Last modified: 2014-08-21 13:07:23 UTC
on 2014-08-19 a PoolWorker had MySQL connection [1] issues during the process_data.py job, and that took the whole job down. Since stat1003 had its distupgrade on the same day, maybe those two things related? [1] File "/srv/geowiki/scripts/geowiki/process_data.py", line 388, in <module> main() File "/srv/geowiki/scripts/geowiki/process_data.py", line 379, in main run_parallel(opts) File "/srv/geowiki/scripts/geowiki/process_data.py", line 47, in run_parallel p.map(partial_process_project, opts['wp_projects']) File "/usr/lib/python2.7/multiprocessing/pool.py", line 227, in map return self.map_async(func, iterable, chunksize).get() File "/usr/lib/python2.7/multiprocessing/pool.py", line 528, in get raise self._value _mysql_exceptions.OperationalError: (2013, 'Lost connection to MySQL server during query')

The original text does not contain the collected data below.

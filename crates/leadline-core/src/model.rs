// SPDX-FileCopyrightText: 2026 Leadline Contributors
// SPDX-License-Identifier: MIT OR Apache-2.0

//! Domain model for the CRM: clients, companies, interactions and suggestions.
//!
//! Every enumerated domain is a closed enum. Storage and button tokens use the
//! snake_case form produced by `Display`/`FromStr`; human-readable labels are
//! rendered by the presentation layer with exhaustive matches.

use std::fmt;

use chrono::{DateTime, Utc};
use serde::{Deserialize, Serialize};
use strum::{Display, EnumIter, EnumString, IntoStaticStr};

/// Identifier of a persisted client.
#[derive(Debug, Clone, Copy, PartialEq, Eq, Hash, PartialOrd, Ord, Serialize, Deserialize)]
pub struct ClientId(pub i64);

/// Identifier of a persisted company.
#[derive(Debug, Clone, Copy, PartialEq, Eq, Hash, PartialOrd, Ord, Serialize, Deserialize)]
pub struct CompanyId(pub i64);

/// Identifier of a persisted interaction.
#[derive(Debug, Clone, Copy, PartialEq, Eq, Hash, PartialOrd, Ord, Serialize, Deserialize)]
pub struct InteractionId(pub i64);

impl fmt::Display for ClientId {
    fn fmt(&self, f: &mut fmt::Formatter<'_>) -> fmt::Result {
        write!(f, "{}", self.0)
    }
}

impl fmt::Display for CompanyId {
    fn fmt(&self, f: &mut fmt::Formatter<'_>) -> fmt::Result {
        write!(f, "{}", self.0)
    }
}

impl fmt::Display for InteractionId {
    fn fmt(&self, f: &mut fmt::Formatter<'_>) -> fmt::Result {
        write!(f, "{}", self.0)
    }
}

/// Kinds of persisted entities, used in error reporting.
#[derive(Debug, Clone, Copy, PartialEq, Eq, Hash, Display, Serialize, Deserialize)]
#[strum(serialize_all = "snake_case")]
pub enum EntityKind {
    Client,
    Company,
    Interaction,
    Suggestion,
}

/// Pipeline status of a client (lead).
#[derive(
    Debug,
    Clone,
    Copy,
    PartialEq,
    Eq,
    Hash,
    Display,
    EnumString,
    EnumIter,
    IntoStaticStr,
    Serialize,
    Deserialize,
)]
#[strum(serialize_all = "snake_case")]
#[serde(rename_all = "snake_case")]
pub enum ClientStatus {
    New,
    PlannedCall,
    NoAnswer,
    Thinking,
    Agreed,
    Declined,
}

/// How interested a client is.
#[derive(
    Debug,
    Clone,
    Copy,
    PartialEq,
    Eq,
    Hash,
    Display,
    EnumString,
    EnumIter,
    IntoStaticStr,
    Serialize,
    Deserialize,
)]
#[strum(serialize_all = "snake_case")]
#[serde(rename_all = "snake_case")]
pub enum InterestLevel {
    Cold,
    Warm,
    Hot,
}

/// How a company entered the pipeline.
#[derive(
    Debug,
    Clone,
    Copy,
    PartialEq,
    Eq,
    Hash,
    Display,
    EnumString,
    EnumIter,
    IntoStaticStr,
    Serialize,
    Deserialize,
)]
#[strum(serialize_all = "snake_case")]
#[serde(rename_all = "snake_case")]
pub enum CompanySource {
    Found,
    Recommendation,
    Inbound,
}

/// Pipeline status of a target company.
#[derive(
    Debug,
    Clone,
    Copy,
    PartialEq,
    Eq,
    Hash,
    Display,
    EnumString,
    EnumIter,
    IntoStaticStr,
    Serialize,
    Deserialize,
)]
#[strum(serialize_all = "snake_case")]
#[serde(rename_all = "snake_case")]
pub enum CompanyStatus {
    NotCalled,
    Research,
    NoAnswer,
    Negotiation,
    Client,
    Declined,
}

/// Priority of a target company.
#[derive(
    Debug,
    Clone,
    Copy,
    PartialEq,
    Eq,
    Hash,
    Display,
    EnumString,
    EnumIter,
    IntoStaticStr,
    Serialize,
    Deserialize,
)]
#[strum(serialize_all = "snake_case")]
#[serde(rename_all = "snake_case")]
pub enum PriorityLevel {
    Low,
    Medium,
    High,
}

/// Channel through which an interaction happened.
#[derive(
    Debug,
    Clone,
    Copy,
    PartialEq,
    Eq,
    Hash,
    Display,
    EnumString,
    EnumIter,
    IntoStaticStr,
    Serialize,
    Deserialize,
)]
#[strum(serialize_all = "snake_case")]
#[serde(rename_all = "snake_case")]
pub enum InteractionResult {
    Call,
    Message,
    Meeting,
}

/// Kind of remembered free-text value offered as a quick pick.
#[derive(
    Debug,
    Clone,
    Copy,
    PartialEq,
    Eq,
    Hash,
    Display,
    EnumString,
    EnumIter,
    IntoStaticStr,
    Serialize,
    Deserialize,
)]
#[strum(serialize_all = "snake_case")]
#[serde(rename_all = "snake_case")]
pub enum SuggestionKind {
    City,
    Niche,
}

/// A sales lead.
#[derive(Debug, Clone, PartialEq, Serialize, Deserialize)]
pub struct Client {
    pub id: ClientId,
    /// Canonical phone form, globally unique.
    pub phone: String,
    pub name: Option<String>,
    /// Weak reference: lookup only.
    pub company_id: Option<CompanyId>,
    pub source: String,
    pub status: ClientStatus,
    pub interest: InterestLevel,
    pub next_contact_at: Option<DateTime<Utc>>,
    pub created_at: DateTime<Utc>,
    pub updated_at: DateTime<Utc>,
}

/// A client that has not been persisted yet.
#[derive(Debug, Clone, PartialEq, Serialize, Deserialize)]
pub struct NewClient {
    pub phone: String,
    pub name: Option<String>,
    pub company_id: Option<CompanyId>,
    pub source: String,
    pub status: ClientStatus,
    pub interest: InterestLevel,
    pub next_contact_at: Option<DateTime<Utc>>,
}

/// A target organization. Owns its clients.
#[derive(Debug, Clone, PartialEq, Serialize, Deserialize)]
pub struct Company {
    pub id: CompanyId,
    pub name: String,
    pub city: Option<String>,
    pub niche: Option<String>,
    pub phone: Option<String>,
    pub site: Option<String>,
    pub source: CompanySource,
    pub status: CompanyStatus,
    pub priority: PriorityLevel,
    pub contact_person: Option<String>,
    pub note: Option<String>,
    pub created_at: DateTime<Utc>,
    pub updated_at: DateTime<Utc>,
}

/// A company that has not been persisted yet.
#[derive(Debug, Clone, PartialEq, Serialize, Deserialize)]
pub struct NewCompany {
    pub name: String,
    pub city: Option<String>,
    pub niche: Option<String>,
    pub phone: Option<String>,
    pub site: Option<String>,
    pub source: CompanySource,
    pub status: CompanyStatus,
    pub priority: PriorityLevel,
    pub contact_person: Option<String>,
    pub note: Option<String>,
}

/// One entry of a client's append-only contact history.
#[derive(Debug, Clone, PartialEq, Serialize, Deserialize)]
pub struct Interaction {
    pub id: InteractionId,
    pub client_id: ClientId,
    pub created_at: DateTime<Utc>,
    pub result: InteractionResult,
    /// Client status at the time the interaction was logged.
    pub status_after: ClientStatus,
    pub comment: Option<String>,
}

/// An interaction that has not been persisted yet.
#[derive(Debug, Clone, PartialEq, Serialize, Deserialize)]
pub struct NewInteraction {
    pub client_id: ClientId,
    pub result: InteractionResult,
    pub status_after: ClientStatus,
    pub comment: Option<String>,
}

/// A single-column change to a stored client. Other columns keep whatever
/// value is stored when the change is written.
#[derive(Debug, Clone, Copy, PartialEq, Eq)]
pub enum ClientChange {
    Status(ClientStatus),
    Interest(InterestLevel),
    /// `None` clears the scheduled contact.
    NextContact(Option<DateTime<Utc>>),
}

/// A single-column change to a stored company.
#[derive(Debug, Clone, PartialEq, Eq)]
pub enum CompanyChange {
    Status(CompanyStatus),
    Priority(PriorityLevel),
    Note(Option<String>),
}

/// Filter applied to client list queries.
#[derive(Debug, Clone, Copy, PartialEq, Eq, Hash)]
pub enum ClientFilter {
    All,
    Status(ClientStatus),
    Interest(InterestLevel),
}

/// Filter applied to company list queries.
#[derive(Debug, Clone, Copy, PartialEq, Eq, Hash)]
pub enum CompanyFilter {
    All,
    Status(CompanyStatus),
    Priority(PriorityLevel),
    Source(CompanySource),
}

/// Offset/limit window for ordered list queries.
#[derive(Debug, Clone, Copy, PartialEq, Eq)]
pub struct PageRequest {
    pub offset: usize,
    pub limit: usize,
}

impl PageRequest {
    /// Window for a zero-based page of fixed size.
    pub fn page(index: usize, size: usize) -> Self {
        Self {
            offset: index.saturating_mul(size),
            limit: size,
        }
    }
}

/// Aggregate counters for the statistics report.
#[derive(Debug, Clone, Copy, Default, PartialEq, Eq, Serialize, Deserialize)]
pub struct ClientReport {
    pub total: u64,
    pub new: u64,
    /// planned_call + thinking + no_answer
    pub in_work: u64,
    pub agreed: u64,
    pub declined: u64,
    pub cold: u64,
    pub warm: u64,
    pub hot: u64,
    pub interactions_today: u64,
}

(In reply to christian from comment #0) > Since stat1003 had its distupgrade on the same day, maybe those two things > related? The stat1003 distupgrade looks unrelated. The failure happened before the distupgrade started. So it's merely a coincidence. > _mysql_exceptions.OperationalError: (2013, 'Lost connection to MySQL server > during query') The relevant connection was to dbstore1002, and tendril shows >40 aborted connections for dbstore1002 around that time and the following few hours. There was also an Icinga for dbstore1002 a bit later due to a socket timeout. So it might be that the issue was on dbstore1002's side. Today's run passed without problems and also produced the data for yesterday's run. So it seems to have been a fluke around dbstore1002. If tomorrow's run passes too, I'll close the bug.
Todays run again passed without issues. Discussing the issue with springle, there was a backup job a bit before the geowiki run. That run spiked a few graphs, but springle said that there is no immediately obvious reason, why it would affect the client connections. The docs at https://dev.mysql.com/doc/refman/5.5/en/error-lost-connection.html also point a bit at networking issues. Due to lack of evidence, and since it is the first time we saw this error in that form, and since also the two most recent runs passed without issues, I'll write it off as fluke for now.